**WORK REQUEST**
Include in the output exactly the lines from the opening of the data through the line containing "pub fn display_title(&self, max_chars: usize)", and nothing more.

________

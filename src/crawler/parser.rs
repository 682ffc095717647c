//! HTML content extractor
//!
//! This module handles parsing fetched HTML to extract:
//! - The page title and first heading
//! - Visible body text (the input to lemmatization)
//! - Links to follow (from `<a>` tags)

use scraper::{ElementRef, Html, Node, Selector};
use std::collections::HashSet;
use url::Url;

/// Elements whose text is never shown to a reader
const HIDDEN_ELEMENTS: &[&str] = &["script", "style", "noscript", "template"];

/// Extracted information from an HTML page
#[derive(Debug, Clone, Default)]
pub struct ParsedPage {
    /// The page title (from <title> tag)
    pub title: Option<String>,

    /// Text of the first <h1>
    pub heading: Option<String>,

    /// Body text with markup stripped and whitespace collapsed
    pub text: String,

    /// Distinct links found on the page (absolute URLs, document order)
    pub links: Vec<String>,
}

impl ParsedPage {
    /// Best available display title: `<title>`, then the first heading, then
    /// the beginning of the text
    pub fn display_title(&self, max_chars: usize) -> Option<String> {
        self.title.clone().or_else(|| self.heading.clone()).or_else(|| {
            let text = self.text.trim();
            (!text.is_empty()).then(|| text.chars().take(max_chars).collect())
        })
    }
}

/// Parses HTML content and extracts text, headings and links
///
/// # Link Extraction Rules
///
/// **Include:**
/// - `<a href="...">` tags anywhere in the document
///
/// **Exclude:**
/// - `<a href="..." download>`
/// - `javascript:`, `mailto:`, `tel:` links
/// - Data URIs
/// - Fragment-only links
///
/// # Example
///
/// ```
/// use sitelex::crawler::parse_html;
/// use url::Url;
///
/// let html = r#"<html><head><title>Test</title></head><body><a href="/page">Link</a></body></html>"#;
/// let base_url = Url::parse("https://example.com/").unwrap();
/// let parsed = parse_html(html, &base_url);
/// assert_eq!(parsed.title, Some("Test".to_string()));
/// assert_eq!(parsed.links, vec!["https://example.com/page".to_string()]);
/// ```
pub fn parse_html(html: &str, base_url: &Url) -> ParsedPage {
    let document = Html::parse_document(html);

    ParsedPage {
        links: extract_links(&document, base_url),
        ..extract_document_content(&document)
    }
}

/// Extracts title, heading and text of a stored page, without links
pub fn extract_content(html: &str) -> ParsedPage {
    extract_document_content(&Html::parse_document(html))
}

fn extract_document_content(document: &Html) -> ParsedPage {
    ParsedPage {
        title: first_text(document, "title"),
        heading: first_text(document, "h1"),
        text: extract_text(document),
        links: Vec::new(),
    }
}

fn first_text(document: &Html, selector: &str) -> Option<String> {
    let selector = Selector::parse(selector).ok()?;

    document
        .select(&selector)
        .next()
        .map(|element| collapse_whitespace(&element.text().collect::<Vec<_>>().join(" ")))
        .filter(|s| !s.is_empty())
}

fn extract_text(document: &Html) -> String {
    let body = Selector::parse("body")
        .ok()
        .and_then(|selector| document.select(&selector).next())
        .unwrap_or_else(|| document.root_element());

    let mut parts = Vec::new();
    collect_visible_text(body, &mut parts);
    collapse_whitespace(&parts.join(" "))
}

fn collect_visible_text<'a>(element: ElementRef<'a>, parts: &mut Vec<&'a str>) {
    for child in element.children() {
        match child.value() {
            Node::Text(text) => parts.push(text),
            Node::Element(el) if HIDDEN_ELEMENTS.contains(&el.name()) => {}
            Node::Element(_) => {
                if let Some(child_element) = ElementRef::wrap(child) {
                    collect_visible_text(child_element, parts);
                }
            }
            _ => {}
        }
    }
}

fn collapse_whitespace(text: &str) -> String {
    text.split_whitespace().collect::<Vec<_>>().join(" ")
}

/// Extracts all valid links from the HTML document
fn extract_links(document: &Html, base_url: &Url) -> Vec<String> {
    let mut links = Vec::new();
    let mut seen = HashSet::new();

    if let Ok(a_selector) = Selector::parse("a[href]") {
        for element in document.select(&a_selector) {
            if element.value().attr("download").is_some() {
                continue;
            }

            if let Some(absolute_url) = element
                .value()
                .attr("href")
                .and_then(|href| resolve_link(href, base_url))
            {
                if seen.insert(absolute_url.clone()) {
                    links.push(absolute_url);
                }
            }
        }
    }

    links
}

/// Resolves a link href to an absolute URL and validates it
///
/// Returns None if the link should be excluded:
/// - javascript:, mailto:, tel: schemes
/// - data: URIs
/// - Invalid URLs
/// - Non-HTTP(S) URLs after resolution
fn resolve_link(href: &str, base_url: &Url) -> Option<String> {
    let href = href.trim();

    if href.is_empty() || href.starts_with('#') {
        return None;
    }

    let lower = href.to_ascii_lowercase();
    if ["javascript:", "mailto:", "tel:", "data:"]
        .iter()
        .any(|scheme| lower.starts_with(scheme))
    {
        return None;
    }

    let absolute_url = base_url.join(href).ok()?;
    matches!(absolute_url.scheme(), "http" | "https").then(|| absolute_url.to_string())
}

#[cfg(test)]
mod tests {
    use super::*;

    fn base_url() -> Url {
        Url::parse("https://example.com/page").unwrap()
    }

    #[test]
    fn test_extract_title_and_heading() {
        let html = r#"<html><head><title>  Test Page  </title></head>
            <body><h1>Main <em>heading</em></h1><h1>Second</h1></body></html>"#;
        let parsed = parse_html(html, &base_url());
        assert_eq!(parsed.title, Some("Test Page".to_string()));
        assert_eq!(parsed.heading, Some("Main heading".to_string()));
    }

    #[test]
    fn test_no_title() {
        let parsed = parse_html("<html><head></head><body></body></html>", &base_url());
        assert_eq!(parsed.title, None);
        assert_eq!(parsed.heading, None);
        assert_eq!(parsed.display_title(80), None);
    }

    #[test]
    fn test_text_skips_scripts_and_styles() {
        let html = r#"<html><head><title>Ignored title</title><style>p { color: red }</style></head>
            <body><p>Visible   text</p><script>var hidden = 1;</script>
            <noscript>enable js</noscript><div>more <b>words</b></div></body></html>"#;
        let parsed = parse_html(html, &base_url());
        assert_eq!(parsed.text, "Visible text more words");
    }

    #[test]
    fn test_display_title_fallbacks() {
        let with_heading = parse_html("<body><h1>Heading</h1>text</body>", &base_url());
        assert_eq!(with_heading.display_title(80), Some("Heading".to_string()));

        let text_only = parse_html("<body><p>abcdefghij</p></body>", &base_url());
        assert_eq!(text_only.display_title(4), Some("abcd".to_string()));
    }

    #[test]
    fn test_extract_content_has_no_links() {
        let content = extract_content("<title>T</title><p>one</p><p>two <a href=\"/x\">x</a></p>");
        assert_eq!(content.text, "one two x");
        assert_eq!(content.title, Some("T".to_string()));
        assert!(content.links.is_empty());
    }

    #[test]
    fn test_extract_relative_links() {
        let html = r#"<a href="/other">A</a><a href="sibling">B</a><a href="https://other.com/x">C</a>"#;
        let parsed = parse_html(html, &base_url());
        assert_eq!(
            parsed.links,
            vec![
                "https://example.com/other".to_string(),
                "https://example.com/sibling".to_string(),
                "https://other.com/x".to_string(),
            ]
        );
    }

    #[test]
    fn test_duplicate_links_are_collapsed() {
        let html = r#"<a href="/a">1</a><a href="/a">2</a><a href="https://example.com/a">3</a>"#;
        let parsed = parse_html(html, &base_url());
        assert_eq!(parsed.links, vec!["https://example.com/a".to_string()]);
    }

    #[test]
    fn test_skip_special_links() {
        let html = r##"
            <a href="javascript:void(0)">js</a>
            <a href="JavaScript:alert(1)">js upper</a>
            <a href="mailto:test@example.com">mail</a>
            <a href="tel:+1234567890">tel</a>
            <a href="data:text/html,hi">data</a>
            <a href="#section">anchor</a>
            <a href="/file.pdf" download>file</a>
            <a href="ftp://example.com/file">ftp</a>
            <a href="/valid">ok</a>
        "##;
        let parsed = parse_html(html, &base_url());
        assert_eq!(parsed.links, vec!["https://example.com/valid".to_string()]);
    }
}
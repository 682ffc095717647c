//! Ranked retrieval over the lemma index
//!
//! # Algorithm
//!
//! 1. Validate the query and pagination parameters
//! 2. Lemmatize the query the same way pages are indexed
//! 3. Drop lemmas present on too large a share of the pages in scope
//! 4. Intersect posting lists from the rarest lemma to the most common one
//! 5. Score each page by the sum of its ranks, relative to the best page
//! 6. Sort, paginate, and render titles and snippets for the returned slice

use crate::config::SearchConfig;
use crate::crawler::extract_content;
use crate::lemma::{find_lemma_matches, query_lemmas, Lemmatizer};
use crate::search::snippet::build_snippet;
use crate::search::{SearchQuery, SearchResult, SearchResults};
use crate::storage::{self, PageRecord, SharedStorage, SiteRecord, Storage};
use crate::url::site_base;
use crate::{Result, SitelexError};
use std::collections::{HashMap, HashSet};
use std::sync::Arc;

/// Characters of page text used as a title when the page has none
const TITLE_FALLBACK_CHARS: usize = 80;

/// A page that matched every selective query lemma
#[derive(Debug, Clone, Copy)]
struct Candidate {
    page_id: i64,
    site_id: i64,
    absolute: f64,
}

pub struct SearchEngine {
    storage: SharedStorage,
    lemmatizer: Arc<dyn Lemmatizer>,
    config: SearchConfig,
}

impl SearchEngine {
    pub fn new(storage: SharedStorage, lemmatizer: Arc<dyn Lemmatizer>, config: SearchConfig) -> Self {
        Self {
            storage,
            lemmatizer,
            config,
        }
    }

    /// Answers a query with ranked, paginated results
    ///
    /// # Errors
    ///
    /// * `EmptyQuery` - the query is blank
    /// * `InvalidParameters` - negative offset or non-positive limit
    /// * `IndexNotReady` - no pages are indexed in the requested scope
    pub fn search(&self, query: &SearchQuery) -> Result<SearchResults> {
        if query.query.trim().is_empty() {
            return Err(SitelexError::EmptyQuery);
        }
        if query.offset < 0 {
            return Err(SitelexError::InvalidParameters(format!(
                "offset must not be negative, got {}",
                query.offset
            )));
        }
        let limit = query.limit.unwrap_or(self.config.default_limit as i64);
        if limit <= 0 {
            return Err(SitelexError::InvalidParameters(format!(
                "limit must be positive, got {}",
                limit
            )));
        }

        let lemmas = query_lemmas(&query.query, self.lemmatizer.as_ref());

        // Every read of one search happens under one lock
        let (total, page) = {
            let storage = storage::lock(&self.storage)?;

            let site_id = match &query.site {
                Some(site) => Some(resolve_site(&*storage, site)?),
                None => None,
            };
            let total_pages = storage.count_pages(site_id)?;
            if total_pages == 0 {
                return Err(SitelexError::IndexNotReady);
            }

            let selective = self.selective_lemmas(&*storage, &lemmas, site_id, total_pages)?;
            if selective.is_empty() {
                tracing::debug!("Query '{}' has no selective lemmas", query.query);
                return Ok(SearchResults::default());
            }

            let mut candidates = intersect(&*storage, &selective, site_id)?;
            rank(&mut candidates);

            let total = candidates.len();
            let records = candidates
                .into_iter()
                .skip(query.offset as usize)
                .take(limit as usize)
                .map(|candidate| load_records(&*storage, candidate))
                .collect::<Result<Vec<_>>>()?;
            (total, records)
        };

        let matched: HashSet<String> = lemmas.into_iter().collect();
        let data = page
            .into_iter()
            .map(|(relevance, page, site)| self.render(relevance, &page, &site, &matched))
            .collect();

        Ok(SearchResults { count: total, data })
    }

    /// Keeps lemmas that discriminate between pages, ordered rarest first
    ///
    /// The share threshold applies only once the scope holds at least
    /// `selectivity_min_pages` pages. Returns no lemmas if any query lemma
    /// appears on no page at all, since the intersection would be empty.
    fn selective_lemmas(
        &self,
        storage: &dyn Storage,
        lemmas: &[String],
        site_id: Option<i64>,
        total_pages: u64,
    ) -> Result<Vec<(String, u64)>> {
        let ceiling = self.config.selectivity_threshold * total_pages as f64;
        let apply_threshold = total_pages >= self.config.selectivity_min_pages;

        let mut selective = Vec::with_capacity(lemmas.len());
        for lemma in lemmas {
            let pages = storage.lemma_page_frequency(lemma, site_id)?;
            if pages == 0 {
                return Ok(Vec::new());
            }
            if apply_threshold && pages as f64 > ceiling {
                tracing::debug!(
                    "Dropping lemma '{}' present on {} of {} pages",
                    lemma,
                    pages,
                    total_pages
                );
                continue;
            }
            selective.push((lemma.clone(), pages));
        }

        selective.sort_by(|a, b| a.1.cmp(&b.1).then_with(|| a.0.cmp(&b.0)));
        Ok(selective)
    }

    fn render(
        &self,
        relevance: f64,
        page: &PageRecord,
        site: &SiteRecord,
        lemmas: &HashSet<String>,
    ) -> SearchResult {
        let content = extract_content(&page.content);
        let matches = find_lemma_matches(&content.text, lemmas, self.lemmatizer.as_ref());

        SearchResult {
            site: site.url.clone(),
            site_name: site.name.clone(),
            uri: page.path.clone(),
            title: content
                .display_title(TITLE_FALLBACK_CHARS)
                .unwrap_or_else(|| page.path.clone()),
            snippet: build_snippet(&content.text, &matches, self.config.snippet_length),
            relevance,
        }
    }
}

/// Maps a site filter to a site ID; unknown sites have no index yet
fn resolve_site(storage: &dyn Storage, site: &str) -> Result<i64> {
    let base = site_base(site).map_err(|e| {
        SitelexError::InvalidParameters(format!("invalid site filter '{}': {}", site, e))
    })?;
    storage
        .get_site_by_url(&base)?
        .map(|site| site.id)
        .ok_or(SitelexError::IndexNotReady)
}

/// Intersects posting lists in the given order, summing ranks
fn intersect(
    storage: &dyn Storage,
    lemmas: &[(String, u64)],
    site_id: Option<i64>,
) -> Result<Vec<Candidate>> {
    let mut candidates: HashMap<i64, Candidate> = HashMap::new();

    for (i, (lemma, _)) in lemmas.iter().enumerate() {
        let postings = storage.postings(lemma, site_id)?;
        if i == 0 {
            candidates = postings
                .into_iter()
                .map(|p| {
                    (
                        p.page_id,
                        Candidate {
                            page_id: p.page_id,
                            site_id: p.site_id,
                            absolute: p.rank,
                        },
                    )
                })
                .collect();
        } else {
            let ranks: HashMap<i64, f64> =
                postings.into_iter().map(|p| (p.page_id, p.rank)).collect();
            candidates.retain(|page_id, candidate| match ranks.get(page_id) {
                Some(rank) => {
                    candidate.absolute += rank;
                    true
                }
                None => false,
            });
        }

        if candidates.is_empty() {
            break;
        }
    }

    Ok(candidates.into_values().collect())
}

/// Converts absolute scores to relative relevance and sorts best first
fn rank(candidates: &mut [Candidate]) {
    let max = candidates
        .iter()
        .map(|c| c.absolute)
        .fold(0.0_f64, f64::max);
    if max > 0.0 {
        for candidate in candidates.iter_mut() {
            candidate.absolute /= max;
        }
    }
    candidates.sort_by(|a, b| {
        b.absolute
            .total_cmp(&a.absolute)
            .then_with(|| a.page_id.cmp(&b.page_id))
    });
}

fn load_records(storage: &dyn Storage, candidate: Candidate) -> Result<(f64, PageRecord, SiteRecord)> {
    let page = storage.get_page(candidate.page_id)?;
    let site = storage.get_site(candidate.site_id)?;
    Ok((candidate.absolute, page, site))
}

________

**OUTPUT OF THE EXERCISE**
filename src/crawler/parser.rs
repository 682ffc095717647c
//! HTML content extractor
//!
//! This module handles parsing fetched HTML to extract:
//! - The page title and first heading
//! - Visible body text (the input to lemmatization)
//! - Links to follow (from `<a>` tags)

use scraper::{ElementRef, Html, Node, Selector};
use std::collections::HashSet;
use url::Url;

/// Elements whose text is never shown to a reader
const HIDDEN_ELEMENTS: &[&str] = &["script", "style", "noscript", "template"];

/// Extracted information from an HTML page
#[derive(Debug, Clone, Default)]
pub struct ParsedPage {
    /// The page title (from <title> tag)
    pub title: Option<String>,

    /// Text of the first <h1>
    pub heading: Option<String>,

    /// Body text with markup stripped and whitespace collapsed
    pub text: String,

    /// Distinct links found on the page (absolute URLs, document order)
    pub links: Vec<String>,
}

impl ParsedPage {
    /// Best available display title: `<title>`, then the first heading, then
    /// the beginning of the text
    pub fn display_title(&self, max_chars: usize) -> Option<String> {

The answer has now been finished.